I understand your frustation, but if you really want help I think you
should post less passionate comments on stackoverflow. I know I wrote
some inelegant code in Interprocess, but don't suppose I don't know
about ERROR_ALREADY_EXISTS in CreateFile, it's used in other parts of
the library ;-) Please consider editing you post in SO, at least with
the help you might get in this mailing list, we try to do our best.
The code you mention is trying to map a "mappable" device, where a
device can be a file, a shared memory object, /dev/null or System V
shared memory segment. In POSIX open-like interfaces, a user doesn't
know if the device was created or opened. You try to create it with
O_CREAT|O_EXCL and if EEXIST is triggered you try to open it. You might
get a race condition (someone has removed the file just after trying to
create it), so if ENOENT is triggered then you need to retry the
creation. Just like a spinlock trying to get access to a critical
section. That's why "device" created code needs to loop. So the word
"file" in the comment is a bit misleading, it can be a file or any other
mappable descriptor os the OS.
Interprocess needs to know if the device was created or opened because
in case of creation it needs to initialize internal data structures for
managed segments.

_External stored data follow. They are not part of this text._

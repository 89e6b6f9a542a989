//! Publish Entitlements server and job runner.
//!
//! # Usage
//!
//! ```bash
//! publish-entitlements serve
//! publish-entitlements job expire-sweep
//! publish-entitlements job reset-weekly
//! publish-entitlements job reset-monthly
//! ```
//!
//! Jobs run once and exit; the schedule belongs to an external cron-like
//! trigger.

use std::sync::Arc;

use clap::{Parser, Subcommand};
use sqlx::PgPool;
use tower_http::timeout::TimeoutLayer;
use tower_http::trace::TraceLayer;
use tracing::info;

use publish_entitlements::adapters::http::{entitlement_router, EntitlementAppState};
use publish_entitlements::adapters::{PostgresGrantStore, PostgresPlanCatalog};
use publish_entitlements::application::handlers::{JobReport, JobRun, ReconcilerJob, ReconcilerJobs};
use publish_entitlements::config::AppConfig;
use publish_entitlements::telemetry;

// =============================================================================
// CLI
// =============================================================================

/// Subscription and credit entitlement engine
#[derive(Parser, Debug)]
#[command(name = "publish-entitlements")]
#[command(about = "Subscription and credit entitlement engine", long_about = None)]
#[command(version)]
struct Cli {
    /// Subcommand to execute (defaults to `serve`)
    #[command(subcommand)]
    command: Option<Command>,
}

#[derive(Subcommand, Debug)]
enum Command {
    /// Start the HTTP server
    Serve,
    /// Run one reconciler job and exit
    Job {
        /// expire-sweep, reset-weekly or reset-monthly
        job: ReconcilerJob,
    },
}

#[tokio::main]
async fn main() -> Result<(), Box<dyn std::error::Error>> {
    let command = Cli::parse().command.unwrap_or(Command::Serve);

    let config = AppConfig::load()?;
    config.validate()?;
    telemetry::init(&config.server)?;

    let pool = config
        .database
        .pool_options()
        .connect(&config.database.url)
        .await?;

    if config.database.run_migrations {
        sqlx::migrate!("./migrations").run(&pool).await?;
        info!("Migrations applied");
    }

    match command {
        Command::Serve => serve(&config, pool).await,
        Command::Job { job } => run_job(&config, pool, job).await,
    }
}

async fn serve(config: &AppConfig, pool: PgPool) -> Result<(), Box<dyn std::error::Error>> {
    let grants = Arc::new(PostgresGrantStore::new(pool.clone()));
    let state = EntitlementAppState::new(
        Arc::new(PostgresPlanCatalog::new(pool)),
        grants.clone(),
        grants,
    );

    let app = entitlement_router()
        .with_state(state)
        .layer(TimeoutLayer::new(config.server.request_timeout()))
        .layer(TraceLayer::new_for_http());

    let addr = config.server.socket_addr()?;
    let listener = tokio::net::TcpListener::bind(addr).await?;
    info!(%addr, environment = ?config.server.environment, "Server listening");

    axum::serve(listener, app)
        .with_graceful_shutdown(async {
            let _ = tokio::signal::ctrl_c().await;
            info!("Shutting down");
        })
        .await?;

    Ok(())
}

async fn run_job(
    config: &AppConfig,
    pool: PgPool,
    job: ReconcilerJob,
) -> Result<(), Box<dyn std::error::Error>> {
    let schedule = config.reconciler.schedule()?;
    let jobs = ReconcilerJobs::new(Arc::new(PostgresGrantStore::new(pool)), schedule);

    match jobs.run(job).await? {
        JobRun::Completed(JobReport::Expired(result)) => {
            info!(job = %job, expired = result.expired.len(), "Job completed")
        }
        JobRun::Completed(JobReport::Reset(result)) => {
            info!(job = %job, boundary = %result.boundary.key, outcome = ?result.outcome, "Job completed")
        }
        JobRun::Skipped => info!(job = %job, "Job skipped"),
    }

    Ok(())
}

#[cfg(test)]
mod tests {
    use super::*;

    #[test]
    fn no_subcommand_serves() {
        let cli = Cli::try_parse_from(["publish-entitlements"]).unwrap();
        assert!(cli.command.is_none());

        let cli = Cli::try_parse_from(["publish-entitlements", "serve"]).unwrap();
        assert!(matches!(cli.command, Some(Command::Serve)));
    }

    #[test]
    fn job_names_are_parsed() {
        let cli = Cli::try_parse_from(["publish-entitlements", "job", "reset-weekly"]).unwrap();
        assert!(matches!(
            cli.command,
            Some(Command::Job {
                job: ReconcilerJob::ResetWeekly
            })
        ));
    }

    #[test]
    fn bad_invocations_are_rejected() {
        assert!(Cli::try_parse_from(["publish-entitlements", "job"]).is_err());
        assert!(Cli::try_parse_from(["publish-entitlements", "job", "compact"]).is_err());
        assert!(Cli::try_parse_from(["publish-entitlements", "migrate"]).is_err());
    }
}
//! Publishing rights reported to the submission collaborator.

use serde::{Deserialize, Serialize};
use std::fmt;

use super::EntitlementError;
use crate::domain::foundation::{GrantId, UserId};

/// Why a user may not publish right now.
#[derive(Debug, Clone, Copy, PartialEq, Eq, Hash, Serialize, Deserialize)]
#[serde(rename_all = "snake_case")]
pub enum RestrictionReason {
    /// Neither a subscription nor any package exists.
    NoActiveGrant,
    /// A live subscription exists but its weekly or monthly quota is used up.
    LimitReached,
    /// Only live packages exist, all of them empty.
    CreditsExhausted,
    /// Grants were paid for but their validity window has closed.
    Expired,
}

impl RestrictionReason {
    pub fn as_str(&self) -> &'static str {
        match self {
            RestrictionReason::NoActiveGrant => "no_active_grant",
            RestrictionReason::LimitReached => "limit_reached",
            RestrictionReason::CreditsExhausted => "credits_exhausted",
            RestrictionReason::Expired => "expired",
        }
    }

    /// The user-facing error for this restriction.
    pub fn to_error(self, user_id: UserId) -> EntitlementError {
        match self {
            RestrictionReason::NoActiveGrant | RestrictionReason::Expired => {
                EntitlementError::NoActiveGrant(user_id)
            }
            RestrictionReason::LimitReached => EntitlementError::LimitReached(user_id),
            RestrictionReason::CreditsExhausted => EntitlementError::CreditsExhausted(user_id),
        }
    }
}

impl fmt::Display for RestrictionReason {
    fn fmt(&self, f: &mut fmt::Formatter<'_>) -> fmt::Result {
        f.write_str(self.as_str())
    }
}

/// Result of evaluating a user's grants.
#[derive(Debug, Clone, PartialEq, Eq, Serialize, Deserialize)]
pub struct PublishingRights {
    pub can_publish: bool,
    /// Set exactly when `can_publish` is false.
    pub restriction_reason: Option<RestrictionReason>,
    /// Remaining weekly allowance of the live subscription, if any.
    pub weekly_remaining: Option<u32>,
    /// Remaining monthly allowance of the live subscription, if any.
    pub monthly_remaining: Option<u32>,
    /// Sum of credits left across live packages.
    pub credits_remaining: u32,
    /// Grant a consume call would debit first.
    pub selected_grant: Option<GrantId>,
}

Device error interface is exception based (I always
wanted to offer an exceptionless interface to Interprocess, but never
got time to implement it), the loop has to catch exceptions to know why
the file was not created or opened.
In your case I don't know which Boost version your code is using, but
reviewing the code it seems that the OS (or some lower Interprocess
layer) is saying that the device (e.g. a file), can't be created because
it already exists, but when trying to open it, an error says the file
has just disappeared. And the code tries it again and again. I don't
know where the heap corruption comes from. We can just try to do the
operation several times and just return an error, that wouldn't block
but the underlying bug would be still there.
In Windows the shared memory device is emulated (to obtain posix-like
file semantics) with a real file in a subfolder of shared documents
folder (a subfolder of the registry value
"SOFTWARE\\Microsoft\\Windows\\CurrentVersion\\Explorer\\Shell Folders"
, e.g. in Windows 7 is in C:\ProgramData\boost_interprocess). I don't
know why this loop never ends but maybe user permissions or any other
attribute of that file makes Interprocess code think the file is created
when trying to create it and the file is not present when tries to open it.